A second enduring lesson learned is the importance of individual company business models in determining which enterprises are, or are not well positioned for long-term profitable growth and attractive investor returns. Too often, broad investor sentiment fuels momentum market movements that lead to under-investing in high potential performers during bear markets, and over-investing in dogs during periods of investor exuberance. We’ve seen examples of both in just the past few years.
Peloton had the misfortune of going public in September 2019, just ten days after WeWork postponed (and subsequently withdrew) its IPO, amidst growing investor concerns with high-valued, high-growth, money-losing ventures. Despite the fact that Peloton was performing better than Apple, Tesla, or Netflix on product and subscription gross profit margins, on customer-satisfaction ratings, and on customer-retention rates, its IPO was disappointing. Shares of Peloton opened 6.9% below the company’s IPO listing price of $29 and tumbled 11% by the end of first-day trading, marking the third-worst debut for a large-cap IPO in more than a decade. Peloton’s IPO was a victim of guilt by association, and bad timing. But with steadily improving performance in ensuing months, and the tailwind of a buoyant 2020 stock market, Peloton closed the year 2020 trading at over $160 per share.

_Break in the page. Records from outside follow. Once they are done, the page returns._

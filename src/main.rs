//! Command-line driver: a thin wrapper over the library's three entry
//! points (`SOLVE`, `GENERATE`, `BATCH`).

#[macro_use]
extern crate log;

use std::fs::{self, File};
use std::io::BufReader;
use std::path::PathBuf;
use std::time::Instant;

use clap::{Parser, Subcommand};

use nonogrid_engine::board::{self, Board};
use nonogrid_engine::config;
use nonogrid_engine::engine::Engine;
use nonogrid_engine::error::{CheckpointError, ParseError};
use nonogrid_engine::parser;
use nonogrid_engine::render::render_taai;
use nonogrid_engine::scheduling::{run_batch, write_result};
use nonogrid_engine::solver::backtracking::{search_one_solution, search_two_solutions};
use nonogrid_engine::status::Status;

#[derive(Debug, thiserror::Error)]
enum AppError {
    #[error(transparent)]
    Parse(#[from] ParseError),
    #[error(transparent)]
    Checkpoint(#[from] CheckpointError),
    #[error(transparent)]
    Io(#[from] std::io::Error),
}

#[derive(Parser)]
#[command(name = "solver", version, about = "Nonogram constraint-propagation and search engine")]
struct Cli {
    #[command(subcommand)]
    command: Option<Command>,
}

#[derive(Subcommand)]
enum Command {
    /// Find any one solution to a single puzzle.
    #[command(name = "SOLVE")]
    Solve { puzzle_file: PathBuf },
    /// Check whether a single puzzle's solution is unique.
    #[command(name = "GENERATE")]
    Generate { puzzle_file: PathBuf },
    /// Solve every puzzle in a batch input file.
    #[command(name = "BATCH")]
    Batch { input_file: Option<PathBuf> },
}

fn run_solve(puzzle_file: PathBuf) -> Result<bool, AppError> {
    let puzzle = parser::parse_one(BufReader::new(File::open(&puzzle_file)?), board::MAX_N)?;
    let mut board = Board::new(puzzle.n());
    let mut engine = Engine::new(puzzle.n());

    let start = Instant::now();
    let (status, node_count) = search_one_solution(&mut board, &puzzle, &mut engine);
    let elapsed = start.elapsed();

    println!("{}\t{:.3}", node_count, elapsed.as_secs_f64());
    print!("{}", render_taai(&board));
    Ok(status == Status::Solved)
}

fn run_generate(puzzle_file: PathBuf) -> Result<(), AppError> {
    let puzzle = parser::parse_one(BufReader::new(File::open(&puzzle_file)?), board::MAX_N)?;
    let mut board = Board::new(puzzle.n());
    let mut engine = Engine::new(puzzle.n());

    let (status, node_count) = search_two_solutions(&mut board, &puzzle, &mut engine);
    match status {
        Status::Solved => println!("{}", node_count),
        Status::Conflict => println!("-1"),
        Status::ManySolution => println!("-2"),
        Status::Unsolved | Status::Timeout => {
            unreachable!("search_two_solutions always reaches a terminal status")
        }
    }
    Ok(())
}

fn run_batch_command(input_file: Option<PathBuf>) -> Result<(), AppError> {
    let path = input_file.unwrap_or_else(|| PathBuf::from(config::DEFAULT_INPUT_FILE));
    let puzzles = parser::parse_batch(BufReader::new(File::open(&path)?), board::MAX_N)?;

    let checkpoint_dir = std::env::current_dir()?;
    let boards = run_batch(&puzzles, &checkpoint_dir)?;

    let text = write_result(&boards, board::MAX_N);
    fs::write(config::DEFAULT_OUTPUT_FILE, text)?;
    info!("wrote {}", config::DEFAULT_OUTPUT_FILE);
    Ok(())
}

fn main() -> Result<(), AppError> {
    env_logger::init();

    let cli = Cli::parse();
    match cli.command.unwrap_or(Command::Batch { input_file: None }) {
        Command::Solve { puzzle_file } => {
            if !run_solve(puzzle_file)? {
                std::process::exit(1);
            }
        }
        Command::Generate { puzzle_file } => run_generate(puzzle_file)?,
        Command::Batch { input_file } => run_batch_command(input_file)?,
    }
    Ok(())
}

In contrast, DoorDash enjoyed a remarkably successful public offering in a buoyant 2020 IPO market, despite problematic business model weaknesses that have plagued on-demand, last-mile delivery ventures for decades: low productivity, high costs of customer acquisition (for diners and restaurants), low economies of scale, low stakeholder satisfaction and loyalty, intense competition, undifferentiated service, low barriers to entry, and of course, chronic losses. Belying its rosy IPO prospectus, Doordash and its equally challenged competitors have been failing for years to create sufficient value to adequately reward all stakeholders — consumers, couriers, restaurants, and company shareholders — forcing the company to play one off against another, in what has become a long-running pursuit of profitless growth. Even the spectre of post-pandemic demand declines and growing threats of costly government regulation didn’t to deter the market appetite for DoorDash’s public debut. As a sign of buyer’s remorse, DoorDash’s share price declined by 25% in just the two weeks between its IPO and the end of the year.
History suggests we’re likely to experience a correction in 2021, as investor exuberance at the close of 2020 confronts the reality of justifying lofty valuations with proven business results in the coming year. Let’s hope that the painful lessons learned from the past stick this time around.